September 13, 2017

By Malaina Poore

Region 10 Board member Elliott Harding had the idea to bring politicians and community members to talk about mental health. Representatives Steve Landes, Rob Bell, Creigh Deeds and David Toscano were joined by local city council member Kristin Szakos and Dr. Jack Barber, Virginia’s DBHDS Commissioner. Robert Johnson, ED of Region 10, served as moderator. Mr. Johnson will retire this month, which inspired many of us present to thank him for his exceptional, compassionate and progressive service. Approximately 50 people were present, including many local mental health leaders.

Dr. Barber was the first to speak about the standardization of service plan known as STEP VA. “We need change and we need some forward-thinking people,” Barber said. STEP VA places emphasis on community solutions over hospitalization. As anticipated, there were concerns and questions on about how to fund STEP VA measures, such as Same Day Access. According to Barber, “most states spend 3 times as much on community treatment than on hospitalization.” Counties also pay towards community services, but this is wildly different throughout the state. One reason is that some areas in the state just have much more financial resources than others. Same Day Access means that a person will be assessed the same day they first visit a CSB, though they may not get a treatment appointment for weeks. Even this improvement has helped with the “no-show” rate and more people are ultimately being seen.
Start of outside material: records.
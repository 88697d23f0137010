pub mod segment_store;

pub use segment_store::{ArtifactReader, ArtifactWriter, SegmentStore};
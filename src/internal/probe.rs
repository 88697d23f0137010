//! 能力探测领域模块：HEAD 请求获取资源长度与 Range 支持情况。

pub mod functions;
pub mod structs;
pub mod http_client;
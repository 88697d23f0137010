//! 分段下载：发起单段 Range 请求并校验响应确实是所请求的区间。

use reqwest::header::{CONTENT_RANGE, HeaderValue, RANGE};
use reqwest::{Client, Response, StatusCode};
use url::Url;

use crate::internal::downloader::structs::FetchError;
use crate::internal::segment::structs::Segment;

/// 发起单段 Range GET 请求，返回响应供调用方做 `bytes_stream()`。
///
/// 只接受 206；返回 200 说明服务器忽略了 Range，响应体是整个文件。
pub(crate) async fn fetch_range_response(
    client: &Client,
    url: &Url,
    segment: &Segment,
) -> Result<Response, FetchError> {
    let resp = client
        .get(url.clone())
        .header(RANGE, segment.range_header())
        .send()
        .await?;

    let status = resp.status();
    if status != StatusCode::PARTIAL_CONTENT {
        return Err(if status.is_success() {
            FetchError::RangeNotHonored(status)
        } else {
            FetchError::Status(status)
        });
    }

    if let Some(raw) = resp.headers().get(CONTENT_RANGE) {
        check_content_range(raw, segment)?;
    }

    Ok(resp)
}

/// 校验 `Content-Range: bytes start-end/total` 的区间与请求一致，total 不参与比较。
pub(crate) fn check_content_range(
    raw: &HeaderValue,
    segment: &Segment,
) -> Result<(), FetchError> {
    let actual = String::from_utf8_lossy(raw.as_bytes()).into_owned();
    let mismatch = || FetchError::ContentRangeMismatch {
        expected: format!("{}-{}", segment.start, segment.end),
        actual: actual.clone(),
    };

    let span = actual
        .trim()
        .strip_prefix("bytes ")
        .and_then(|rest| rest.split('/').next())
        .ok_or_else(mismatch)?;
    let (start, end) = span.split_once('-').ok_or_else(mismatch)?;
    let start: u64 = start.trim().parse().map_err(|_| mismatch())?;
    let end: u64 = end.trim().parse().map_err(|_| mismatch())?;

    if start != segment.start || end != segment.end {
        return Err(mismatch());
    }
    Ok(())
}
When asked how Region Ten keeps contact during the time between intake and appointment, they said that they call with an appointment reminder. Elizabeth Irwin from the Women’s Initiative in Charlottesville noted that her agency also refers people to On Our Own (a peer-run center), offers free group sessions and refers women to Partner for Mental Health where they may be paired with a community navigator to help support and potentially access other services.

Landes stated that he fears the current budget cannot even keep up with the status quo. He hopes the GAP program will shift from 80% to 100% to cover all eligible people. (Toscano echoed this refrain: “We need to talk about Medicaid expansion.”) Landes also believes Virginia can save by downsizing facilities or closing and selling old, large, hard-to-maintain facilities like Central State Hospital. He acknowledges this will not be a quick fix.

Both Rob Bell and Creigh Deeds talked about jail diversion, as we know that peers in criminal justice settings would be better served elsewhere. Bell believes diversion wrap around services will also save money in the long run. Deeds said he felt hopeful that diversion methods would help, but there would always be a need for mental health services in jails and prisons, so we should plan accordingly.

Participants commended programs like Crisis Intervention Training. Deeds suggested the training be expanded to include those who work in prisons, parole officers, judges and lawyers in hopes that people who need therapeutic intervention will be recognized and assisted rather than sentenced.